Even the site of the event, Dawson Park, holds historical significance to many Black Portlanders. For decades, the park has served as a hub for Black culture and community. Portland Parks and Recreation describes it as the “epicenter of many political and social movements” — where civil rights marches have started and where leaders like Robert F. Kennedy have addressed the community.
The surrounding community — like many adjacent neighborhoods in North and Northeast Portland — endured the practice of redlining for decades and now struggles with the fallout from redevelopment, gentrification and displacement. Yet, despite the displacement of countless Black households in recent decades, Dawson Park has retained its role as an important gathering space, continuing to host generations of Black families.

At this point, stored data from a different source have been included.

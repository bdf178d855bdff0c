/// Keys that rotate the camera while held.
#[derive(Debug, Clone, Copy, PartialEq, Eq, Hash)]
pub enum ViewKey {
    Left,
    Right,
    Up,
    Down,
}

/// Held-key state for camera rotation, toggled on key press and release.
#[derive(Debug, Clone, Copy, Default, PartialEq, Eq)]
pub struct ViewControls {
    pub left: bool,
    pub right: bool,
    pub up: bool,
    pub down: bool,
}

impl ViewControls {
    #[must_use]
    pub fn new() -> Self {
        Self::default()
    }

    /// Records a key press (`pressed = true`) or release.
    pub fn set(&mut self, key: ViewKey, pressed: bool) {
        match key {
            ViewKey::Left => self.left = pressed,
            ViewKey::Right => self.right = pressed,
            ViewKey::Up => self.up = pressed,
            ViewKey::Down => self.down = pressed,
        }
    }

    /// Releases every key.
    pub fn release_all(&mut self) {
        *self = Self::default();
    }

    #[must_use]
    pub fn any_held(&self) -> bool {
        self.left || self.right || self.up || self.down
    }
}
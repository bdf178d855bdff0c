use std::fmt;

use super::Direction;

/// One of the six sticker colors, also naming the face that shows it when solved.
#[derive(Debug, Clone, Copy, PartialEq, Eq, Hash, PartialOrd, Ord)]
pub enum FaceColor {
    Red,
    Green,
    Blue,
    Orange,
    Yellow,
    White,
}

/// Linear RGB triple in `[0, 1]` used when drawing a facelet.
pub type Rgb = [f32; 3];

impl FaceColor {
    /// All colors in declaration order.
    pub const ALL: [Self; 6] = [
        Self::Red,
        Self::Green,
        Self::Blue,
        Self::Orange,
        Self::Yellow,
        Self::White,
    ];

    /// Index of this color in [`FaceColor::ALL`].
    #[must_use]
    pub const fn index(self) -> usize {
        self as usize
    }

    /// Single-letter code used by the move grammar.
    #[must_use]
    pub const fn letter(self) -> char {
        match self {
            Self::Red => 'r',
            Self::Green => 'g',
            Self::Blue => 'b',
            Self::Orange => 'o',
            Self::Yellow => 'y',
            Self::White => 'w',
        }
    }

    /// Looks up a face by its single-letter code.
    #[must_use]
    pub fn from_letter(letter: char) -> Option<Self> {
        Self::ALL.into_iter().find(|c| c.letter() == letter)
    }

    /// The slot this color occupies in a solved cubie, which is also the
    /// outward normal of the face it names.
    #[must_use]
    pub const fn home_direction(self) -> Direction {
        match self {
            Self::Red => Direction::Right,
            Self::Green => Direction::Front,
            Self::Blue => Direction::Back,
            Self::Orange => Direction::Left,
            Self::Yellow => Direction::Down,
            Self::White => Direction::Up,
        }
    }

    /// Inverse of [`FaceColor::home_direction`].
    #[must_use]
    pub const fn at_home(direction: Direction) -> Self {
        match direction {
            Direction::Right => Self::Red,
            Direction::Front => Self::Green,
            Direction::Back => Self::Blue,
            Direction::Left => Self::Orange,
            Direction::Down => Self::Yellow,
            Direction::Up => Self::White,
        }
    }

    #[must_use]
    pub const fn rgb(self) -> Rgb {
        match self {
            Self::Red => [0.77, 0.12, 0.23],
            Self::Green => [0.00, 0.62, 0.38],
            Self::Blue => [0.00, 0.32, 0.73],
            Self::Orange => [1.00, 0.35, 0.00],
            Self::Yellow => [1.00, 0.84, 0.00],
            Self::White => [1.00, 1.00, 1.00],
        }
    }
}

impl fmt::Display for FaceColor {
    fn fmt(&self, f: &mut fmt::Formatter<'_>) -> fmt::Result {
        let name = match self {
            Self::Red => "red",
            Self::Green => "green",
            Self::Blue => "blue",
            Self::Orange => "orange",
            Self::Yellow => "yellow",
            Self::White => "white",
        };
        f.write_str(name)
    }
}

#[cfg(test)]
mod tests {
    use super::*;

    #[test]
    fn letters_are_unique_and_round_trip() {
        for color in FaceColor::ALL {
            assert_eq!(FaceColor::from_letter(color.letter()), Some(color));
        }
        assert_eq!(FaceColor::from_letter('z'), None);
        assert_eq!(FaceColor::from_letter('R'), None);
    }

    #[test]
    fn home_directions_are_a_bijection() {
        for color in FaceColor::ALL {
            assert_eq!(FaceColor::at_home(color.home_direction()), color);
        }
    }

    #[test]
    fn opposite_faces_pair_up() {
        let opposite = |c: FaceColor| FaceColor::at_home(c.home_direction().opposite());
        assert_eq!(opposite(FaceColor::Red), FaceColor::Orange);
        assert_eq!(opposite(FaceColor::Green), FaceColor::Blue);
        assert_eq!(opposite(FaceColor::White), FaceColor::Yellow);
    }
}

June’s event was no exception, paying homage to several pillars of Portland’s Black community. Event planners honored Black elders and youth, including Paul Knauls, the “honorary mayor” of Northeast Portland and the now-retired owner of Geneva’s Shear Perfection salon on Northeast Martin Luther King Boulevard.
“There are people who have a legacy of impact and a legacy of joy,” said Sunshine Dixon, an I Am MORE event organizer and community connector with the nearby Soul Restoration Center on Northeast Killingsworth Street.
The center is located in the former Albina Arts Building, which also served as a significant creative hub for the Black community. Today, the once-empty storefront is now a comforting space for Black elders, artists and community members. Renamed The Soul Restoration Center, the gathering space holds Black-focused events for a pandemic-fatigued community and is hosting dozens of Black youth during a leadership-building, paid summer internship.
Next door to the Soul Restoration Center are the offices of FaithBridge, another organization offering space for healing, hope and joy. FaithBridge helps women emerging from trauma and/or a life transition to reconnect with their faith in a deep and life-transforming way. Multnomah County has partnered with and supported the program as part of its investments aimed at promoting safety and healing, strengthening the community, and protecting individuals.
“We believe that healing is possible and that joy is what our life was supposed to have,” said Dixon. “That’s a positive and powerful way to move forward.”